Expanding the Workspace of Electromagnetic Navigation Systems Using Dynamic Feedback for Single- and Multi-agent Control
Jasan Zughaibi, Denis von Arx, Maurus Derungs, Florian Heemeyer, Luca A. Antonelli, Quentin Boehler, Michael Muehlebach, Bradley J. Nelson
TL;DR
The paper investigates electromagnetic navigation systems (eMNS) and demonstrates that system-level control can substantially expand the available magnetic workspace by reducing actuation currents. It introduces five architectural ingredients—motion-centric torque/force objectives, energy-optimal current allocation, real-time pose estimation, dynamic feedback, and high-bandwidth hardware—and validates them across single- and multi-agent scenarios on OctoMag and Navion platforms. A core finding is that torque/force-based control with minimum-energy allocation achieves up to two orders of magnitude lower currents than field-alignment while maintaining performance, thereby expanding usable distances from the coils (e.g., up to 50 cm with Navion).

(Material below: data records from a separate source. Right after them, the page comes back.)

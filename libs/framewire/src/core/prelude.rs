// Copyright (c) 2025 Jonathan Fontanez
// SPDX-License-Identifier: BUSL-1.1

//! Commonly used types for `use framewire::prelude::*`.

pub use crate::core::{
    // Errors
    error::{PipelineError, Result},

    // Buffers
    buffer::{BufferDescriptor, FrameBuffer, Orientation, PixelFormat},

    // Graph
    graph::{Graph, NodeHandle},

    // Node capabilities
    node::{ExternalSource, FrameConsumer, FrameSource, PipelineNode},
    relay::RelayNode,

    // Worker context
    context::ProcessingContext,
};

The study provides a rigorous comparison between the two paradigms, introduces a formal workspace analysis with Feasibility Margin metrics, and presents the first independent stabilization of two identical 3D inverted pendulums in a shared magnetic workspace, highlighting the practical impact for scalable clinical magnetic manipulation.
Abstract
Electromagnetic navigation systems (eMNS) enable a number of magnetically guided surgical procedures. A challenge in magnetically manipulating surgical tools is that the effective workspace of an eMNS is often severely constrained by power and thermal limits. We show that system-level control design significantly expands this workspace by reducing the currents needed to achieve a desired motion. We identified five key system approaches that enable this expansion: (i) motion-centric torque/force objectives, (ii) energy-optimal current allocation, (iii) real-time pose estimation, (iv) dynamic feedback, and (v) high-bandwidth eMNS components. As a result, we stabilize a 3D inverted pendulum on an eight-coil OctoMag eMNS with significantly lower currents (0.1-0.2 A vs. 8-14 A), by replacing a field-centric field-alignment strategy with a motion-centric torque/force-based approach. We generalize to multi-agent control by simultaneously stabilizing two inverted pendulums within a shared workspace, exploiting magnetic-field nonlinearity and coil redundancy for independent actuation. A structured analysis compares the electromagnetic workspaces of both paradigms and examines current-allocation strategies that map motion objectives to coil currents. Cross-platform evaluation of the clinically oriented Navion eMNS further demonstrates substantial workspace expansion by maintaining stable balancing at distances up to 50 cm from the coils. The results demonstrate that feedback is a practical path to scalable, efficient, and clinically relevant magnetic manipulation.